*** RECORD EXTRACTS

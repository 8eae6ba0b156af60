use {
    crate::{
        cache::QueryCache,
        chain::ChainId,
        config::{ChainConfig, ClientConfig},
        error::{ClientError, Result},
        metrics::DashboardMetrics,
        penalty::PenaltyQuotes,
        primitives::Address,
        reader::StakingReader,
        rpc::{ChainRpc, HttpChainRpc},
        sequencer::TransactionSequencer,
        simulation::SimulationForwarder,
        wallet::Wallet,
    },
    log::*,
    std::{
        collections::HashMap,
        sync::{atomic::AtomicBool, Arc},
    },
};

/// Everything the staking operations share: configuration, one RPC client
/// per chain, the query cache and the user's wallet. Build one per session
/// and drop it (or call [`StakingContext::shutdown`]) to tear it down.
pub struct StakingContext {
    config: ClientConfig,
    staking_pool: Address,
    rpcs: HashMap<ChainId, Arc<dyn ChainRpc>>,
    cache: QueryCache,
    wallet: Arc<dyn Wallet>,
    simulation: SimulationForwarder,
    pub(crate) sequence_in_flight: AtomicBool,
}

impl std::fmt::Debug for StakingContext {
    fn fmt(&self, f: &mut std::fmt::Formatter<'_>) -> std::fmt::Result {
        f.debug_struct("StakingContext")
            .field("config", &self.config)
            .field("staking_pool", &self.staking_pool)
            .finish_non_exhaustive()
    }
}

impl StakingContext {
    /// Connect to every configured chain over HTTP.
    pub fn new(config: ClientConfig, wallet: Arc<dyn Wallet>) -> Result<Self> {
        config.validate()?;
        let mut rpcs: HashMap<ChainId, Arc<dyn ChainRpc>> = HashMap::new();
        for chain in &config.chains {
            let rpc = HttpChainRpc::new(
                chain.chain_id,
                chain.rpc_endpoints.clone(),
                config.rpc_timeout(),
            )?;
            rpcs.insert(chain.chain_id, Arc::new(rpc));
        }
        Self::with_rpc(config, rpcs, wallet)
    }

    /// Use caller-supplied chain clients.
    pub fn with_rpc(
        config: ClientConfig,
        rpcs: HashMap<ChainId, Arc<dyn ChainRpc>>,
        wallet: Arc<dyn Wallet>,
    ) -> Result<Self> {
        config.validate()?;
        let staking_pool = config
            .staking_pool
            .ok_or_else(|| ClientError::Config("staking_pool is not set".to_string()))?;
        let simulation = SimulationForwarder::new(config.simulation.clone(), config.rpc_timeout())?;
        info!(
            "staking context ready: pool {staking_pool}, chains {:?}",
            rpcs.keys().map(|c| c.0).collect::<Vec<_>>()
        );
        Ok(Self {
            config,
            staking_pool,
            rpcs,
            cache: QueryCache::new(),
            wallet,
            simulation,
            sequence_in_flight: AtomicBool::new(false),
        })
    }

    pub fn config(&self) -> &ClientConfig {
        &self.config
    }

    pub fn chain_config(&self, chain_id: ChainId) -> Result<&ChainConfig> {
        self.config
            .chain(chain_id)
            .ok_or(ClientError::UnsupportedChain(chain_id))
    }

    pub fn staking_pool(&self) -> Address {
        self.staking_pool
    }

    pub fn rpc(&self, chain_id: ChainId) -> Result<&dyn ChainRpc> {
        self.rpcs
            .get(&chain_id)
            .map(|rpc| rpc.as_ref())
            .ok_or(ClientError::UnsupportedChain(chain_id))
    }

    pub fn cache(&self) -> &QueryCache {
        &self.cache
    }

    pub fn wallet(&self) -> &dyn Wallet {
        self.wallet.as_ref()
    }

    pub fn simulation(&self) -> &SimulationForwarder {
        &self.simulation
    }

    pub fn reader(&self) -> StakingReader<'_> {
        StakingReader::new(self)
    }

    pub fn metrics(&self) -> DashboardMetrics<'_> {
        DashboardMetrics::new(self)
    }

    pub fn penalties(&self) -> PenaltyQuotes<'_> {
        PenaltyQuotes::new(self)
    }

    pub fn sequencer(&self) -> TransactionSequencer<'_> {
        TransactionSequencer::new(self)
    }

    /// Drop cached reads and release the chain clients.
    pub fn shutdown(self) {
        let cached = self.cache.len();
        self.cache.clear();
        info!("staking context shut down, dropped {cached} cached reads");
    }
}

******
*** RECORD EXTRACTS

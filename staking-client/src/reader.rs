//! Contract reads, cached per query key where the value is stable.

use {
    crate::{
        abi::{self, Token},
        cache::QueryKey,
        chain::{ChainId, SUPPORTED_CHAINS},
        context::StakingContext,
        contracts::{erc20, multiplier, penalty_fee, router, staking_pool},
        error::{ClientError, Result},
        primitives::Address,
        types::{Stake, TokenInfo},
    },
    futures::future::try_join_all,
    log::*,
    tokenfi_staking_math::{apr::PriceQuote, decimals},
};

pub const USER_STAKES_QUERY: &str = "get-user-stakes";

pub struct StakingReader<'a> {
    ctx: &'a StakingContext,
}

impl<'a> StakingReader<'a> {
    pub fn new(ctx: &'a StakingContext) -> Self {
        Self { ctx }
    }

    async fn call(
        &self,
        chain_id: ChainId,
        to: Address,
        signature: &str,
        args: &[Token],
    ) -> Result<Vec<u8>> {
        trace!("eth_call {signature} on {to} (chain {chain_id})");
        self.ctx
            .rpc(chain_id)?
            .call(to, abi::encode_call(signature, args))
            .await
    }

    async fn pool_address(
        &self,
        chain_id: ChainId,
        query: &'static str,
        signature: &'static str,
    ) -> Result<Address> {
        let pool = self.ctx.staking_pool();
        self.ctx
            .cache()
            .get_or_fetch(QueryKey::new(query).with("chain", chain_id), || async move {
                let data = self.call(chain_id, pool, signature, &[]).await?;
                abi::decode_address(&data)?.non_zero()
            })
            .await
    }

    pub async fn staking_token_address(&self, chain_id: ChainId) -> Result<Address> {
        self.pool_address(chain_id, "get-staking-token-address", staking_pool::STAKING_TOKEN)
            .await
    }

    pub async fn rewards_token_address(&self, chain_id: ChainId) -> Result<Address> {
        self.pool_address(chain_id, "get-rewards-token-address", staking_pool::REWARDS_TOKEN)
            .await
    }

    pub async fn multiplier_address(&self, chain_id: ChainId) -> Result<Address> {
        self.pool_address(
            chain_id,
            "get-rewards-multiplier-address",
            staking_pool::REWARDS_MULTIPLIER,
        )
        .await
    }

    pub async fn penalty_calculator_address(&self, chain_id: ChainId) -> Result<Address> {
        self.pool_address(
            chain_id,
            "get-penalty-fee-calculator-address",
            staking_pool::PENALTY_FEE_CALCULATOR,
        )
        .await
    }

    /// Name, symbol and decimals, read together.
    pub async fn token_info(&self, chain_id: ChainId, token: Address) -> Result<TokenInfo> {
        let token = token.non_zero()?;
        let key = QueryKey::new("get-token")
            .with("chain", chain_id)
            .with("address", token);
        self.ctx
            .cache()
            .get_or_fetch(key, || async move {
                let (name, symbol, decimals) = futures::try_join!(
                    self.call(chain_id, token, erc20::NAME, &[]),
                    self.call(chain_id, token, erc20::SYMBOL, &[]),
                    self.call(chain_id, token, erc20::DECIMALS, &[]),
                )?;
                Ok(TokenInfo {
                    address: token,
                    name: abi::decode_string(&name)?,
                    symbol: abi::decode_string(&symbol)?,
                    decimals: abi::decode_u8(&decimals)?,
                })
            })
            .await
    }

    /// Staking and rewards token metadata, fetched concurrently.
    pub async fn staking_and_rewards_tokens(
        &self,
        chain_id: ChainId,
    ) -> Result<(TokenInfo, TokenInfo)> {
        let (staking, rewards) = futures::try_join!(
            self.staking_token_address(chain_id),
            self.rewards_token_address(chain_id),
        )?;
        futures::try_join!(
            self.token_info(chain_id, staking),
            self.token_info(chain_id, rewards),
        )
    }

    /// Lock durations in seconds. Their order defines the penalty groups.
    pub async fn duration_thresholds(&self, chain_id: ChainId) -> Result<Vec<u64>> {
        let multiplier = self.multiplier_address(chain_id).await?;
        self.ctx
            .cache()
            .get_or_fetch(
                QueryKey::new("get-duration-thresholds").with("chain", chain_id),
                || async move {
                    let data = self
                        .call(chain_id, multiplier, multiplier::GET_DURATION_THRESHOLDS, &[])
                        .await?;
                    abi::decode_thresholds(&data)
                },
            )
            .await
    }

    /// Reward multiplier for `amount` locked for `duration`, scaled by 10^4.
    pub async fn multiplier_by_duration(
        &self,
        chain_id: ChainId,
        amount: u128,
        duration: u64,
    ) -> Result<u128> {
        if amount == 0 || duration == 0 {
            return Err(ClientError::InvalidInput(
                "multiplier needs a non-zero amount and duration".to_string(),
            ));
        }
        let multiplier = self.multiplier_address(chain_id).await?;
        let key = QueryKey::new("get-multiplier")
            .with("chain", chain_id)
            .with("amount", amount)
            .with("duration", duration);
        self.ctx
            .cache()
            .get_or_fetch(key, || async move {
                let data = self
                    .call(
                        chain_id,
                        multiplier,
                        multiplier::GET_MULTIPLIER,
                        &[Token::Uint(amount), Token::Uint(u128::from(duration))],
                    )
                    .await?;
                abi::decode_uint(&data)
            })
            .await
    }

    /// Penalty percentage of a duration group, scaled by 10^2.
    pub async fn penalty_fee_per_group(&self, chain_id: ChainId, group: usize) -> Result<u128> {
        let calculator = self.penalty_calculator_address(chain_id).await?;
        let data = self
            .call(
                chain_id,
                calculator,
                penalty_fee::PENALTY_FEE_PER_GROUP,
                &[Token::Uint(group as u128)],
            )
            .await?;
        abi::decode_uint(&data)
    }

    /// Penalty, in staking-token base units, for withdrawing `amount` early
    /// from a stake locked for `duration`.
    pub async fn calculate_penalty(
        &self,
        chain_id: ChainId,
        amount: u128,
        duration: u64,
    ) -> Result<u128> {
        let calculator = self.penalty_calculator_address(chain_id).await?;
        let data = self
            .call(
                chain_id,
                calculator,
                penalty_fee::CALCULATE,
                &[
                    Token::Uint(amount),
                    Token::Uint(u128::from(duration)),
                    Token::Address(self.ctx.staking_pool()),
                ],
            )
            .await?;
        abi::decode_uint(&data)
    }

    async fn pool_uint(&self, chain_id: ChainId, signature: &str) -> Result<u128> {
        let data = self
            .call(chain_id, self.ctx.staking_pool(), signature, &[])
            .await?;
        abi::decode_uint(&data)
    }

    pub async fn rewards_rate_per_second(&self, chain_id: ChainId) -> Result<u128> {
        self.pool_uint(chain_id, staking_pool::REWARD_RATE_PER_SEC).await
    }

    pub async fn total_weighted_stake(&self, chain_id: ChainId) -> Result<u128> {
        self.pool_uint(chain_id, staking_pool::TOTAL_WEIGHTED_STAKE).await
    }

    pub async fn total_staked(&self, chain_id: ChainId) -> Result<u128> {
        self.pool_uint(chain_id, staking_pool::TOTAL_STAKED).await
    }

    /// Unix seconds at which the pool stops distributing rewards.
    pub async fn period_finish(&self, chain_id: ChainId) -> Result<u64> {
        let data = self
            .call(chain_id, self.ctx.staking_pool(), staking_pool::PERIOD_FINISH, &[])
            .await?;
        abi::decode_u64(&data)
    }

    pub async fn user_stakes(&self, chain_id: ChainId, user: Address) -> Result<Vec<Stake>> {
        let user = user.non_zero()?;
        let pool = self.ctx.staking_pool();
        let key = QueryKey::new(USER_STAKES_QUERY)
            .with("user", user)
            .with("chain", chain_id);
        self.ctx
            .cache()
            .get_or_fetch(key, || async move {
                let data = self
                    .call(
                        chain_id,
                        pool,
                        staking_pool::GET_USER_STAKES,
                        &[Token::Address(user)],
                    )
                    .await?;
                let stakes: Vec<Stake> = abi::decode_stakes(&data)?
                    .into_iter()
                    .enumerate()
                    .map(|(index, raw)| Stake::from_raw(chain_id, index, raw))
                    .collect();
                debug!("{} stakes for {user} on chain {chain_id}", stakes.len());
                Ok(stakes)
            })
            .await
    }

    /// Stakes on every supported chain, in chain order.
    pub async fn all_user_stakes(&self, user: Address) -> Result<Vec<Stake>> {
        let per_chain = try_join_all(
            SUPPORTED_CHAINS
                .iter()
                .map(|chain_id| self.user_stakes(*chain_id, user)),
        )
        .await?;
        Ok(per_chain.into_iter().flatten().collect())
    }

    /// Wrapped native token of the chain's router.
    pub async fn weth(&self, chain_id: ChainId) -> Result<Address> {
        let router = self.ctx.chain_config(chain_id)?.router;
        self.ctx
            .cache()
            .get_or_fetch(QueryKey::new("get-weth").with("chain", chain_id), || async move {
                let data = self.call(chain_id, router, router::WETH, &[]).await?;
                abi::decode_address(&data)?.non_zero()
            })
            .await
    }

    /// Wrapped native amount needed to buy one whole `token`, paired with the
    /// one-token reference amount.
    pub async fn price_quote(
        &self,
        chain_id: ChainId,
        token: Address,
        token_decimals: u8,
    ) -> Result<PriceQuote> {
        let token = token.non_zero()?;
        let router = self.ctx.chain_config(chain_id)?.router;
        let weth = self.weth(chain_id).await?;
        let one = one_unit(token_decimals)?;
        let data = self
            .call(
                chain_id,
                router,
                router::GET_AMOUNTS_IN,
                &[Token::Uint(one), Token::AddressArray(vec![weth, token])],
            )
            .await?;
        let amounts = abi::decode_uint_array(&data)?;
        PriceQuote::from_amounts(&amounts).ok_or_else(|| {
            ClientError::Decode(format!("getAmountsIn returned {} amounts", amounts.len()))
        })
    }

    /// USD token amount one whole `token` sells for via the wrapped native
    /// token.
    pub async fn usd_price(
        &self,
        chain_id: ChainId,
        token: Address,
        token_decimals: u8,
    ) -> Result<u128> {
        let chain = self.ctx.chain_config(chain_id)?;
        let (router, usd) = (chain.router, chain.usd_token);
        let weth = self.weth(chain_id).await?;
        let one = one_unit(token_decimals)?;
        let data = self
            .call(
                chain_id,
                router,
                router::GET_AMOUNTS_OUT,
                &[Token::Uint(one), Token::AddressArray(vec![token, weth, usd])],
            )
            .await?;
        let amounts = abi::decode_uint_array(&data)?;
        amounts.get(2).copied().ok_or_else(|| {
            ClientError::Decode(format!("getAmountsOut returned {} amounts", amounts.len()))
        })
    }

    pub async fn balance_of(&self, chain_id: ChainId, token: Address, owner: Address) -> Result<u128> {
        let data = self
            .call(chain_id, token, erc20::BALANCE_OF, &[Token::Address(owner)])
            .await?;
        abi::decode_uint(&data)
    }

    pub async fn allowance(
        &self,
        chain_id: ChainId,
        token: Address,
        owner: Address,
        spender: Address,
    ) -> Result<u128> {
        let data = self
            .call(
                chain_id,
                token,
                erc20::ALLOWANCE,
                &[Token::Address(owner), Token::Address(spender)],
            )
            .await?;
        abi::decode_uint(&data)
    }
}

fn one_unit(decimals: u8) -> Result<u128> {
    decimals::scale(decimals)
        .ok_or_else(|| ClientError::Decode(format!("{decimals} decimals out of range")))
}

******
*** RECORD EXTRACTS

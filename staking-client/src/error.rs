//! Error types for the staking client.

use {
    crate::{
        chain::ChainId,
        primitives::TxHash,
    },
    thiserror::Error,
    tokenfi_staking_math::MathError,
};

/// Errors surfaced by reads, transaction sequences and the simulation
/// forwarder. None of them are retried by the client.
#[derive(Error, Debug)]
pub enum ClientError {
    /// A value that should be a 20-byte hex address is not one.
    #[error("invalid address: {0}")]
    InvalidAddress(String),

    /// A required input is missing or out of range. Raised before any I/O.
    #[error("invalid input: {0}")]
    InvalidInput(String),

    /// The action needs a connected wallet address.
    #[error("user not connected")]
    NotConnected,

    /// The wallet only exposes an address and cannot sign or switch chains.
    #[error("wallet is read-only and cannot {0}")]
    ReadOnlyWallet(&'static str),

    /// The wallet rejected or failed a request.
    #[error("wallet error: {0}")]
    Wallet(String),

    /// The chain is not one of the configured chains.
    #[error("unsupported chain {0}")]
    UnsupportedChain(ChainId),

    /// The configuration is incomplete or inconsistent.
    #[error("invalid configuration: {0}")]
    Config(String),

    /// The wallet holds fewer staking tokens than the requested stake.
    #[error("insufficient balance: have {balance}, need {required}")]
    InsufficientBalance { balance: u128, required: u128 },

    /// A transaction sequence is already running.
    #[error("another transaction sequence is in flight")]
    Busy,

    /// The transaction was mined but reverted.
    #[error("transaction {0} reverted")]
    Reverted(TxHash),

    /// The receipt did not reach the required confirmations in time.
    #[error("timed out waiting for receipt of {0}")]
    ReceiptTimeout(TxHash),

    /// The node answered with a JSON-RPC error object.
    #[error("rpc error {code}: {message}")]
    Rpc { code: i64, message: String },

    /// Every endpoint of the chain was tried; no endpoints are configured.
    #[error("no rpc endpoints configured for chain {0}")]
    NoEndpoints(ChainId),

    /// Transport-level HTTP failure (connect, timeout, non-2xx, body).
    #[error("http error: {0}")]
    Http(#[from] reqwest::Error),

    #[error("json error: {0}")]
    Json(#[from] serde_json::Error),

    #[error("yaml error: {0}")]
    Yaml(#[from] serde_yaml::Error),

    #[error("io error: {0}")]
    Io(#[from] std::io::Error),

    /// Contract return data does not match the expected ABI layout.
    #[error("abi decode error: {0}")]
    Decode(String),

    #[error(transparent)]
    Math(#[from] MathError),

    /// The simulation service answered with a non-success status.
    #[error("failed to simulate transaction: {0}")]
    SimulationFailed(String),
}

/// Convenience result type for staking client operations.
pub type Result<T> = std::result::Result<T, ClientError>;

******

WHAT NEEDS TO BE DONE:
Filter these records, keeping every line where the word "value" occurs.

EXPECTED OUTPUT:
//! Contract reads, cached per query key where the value is stable.
    /// A value that should be a 20-byte hex address is not one.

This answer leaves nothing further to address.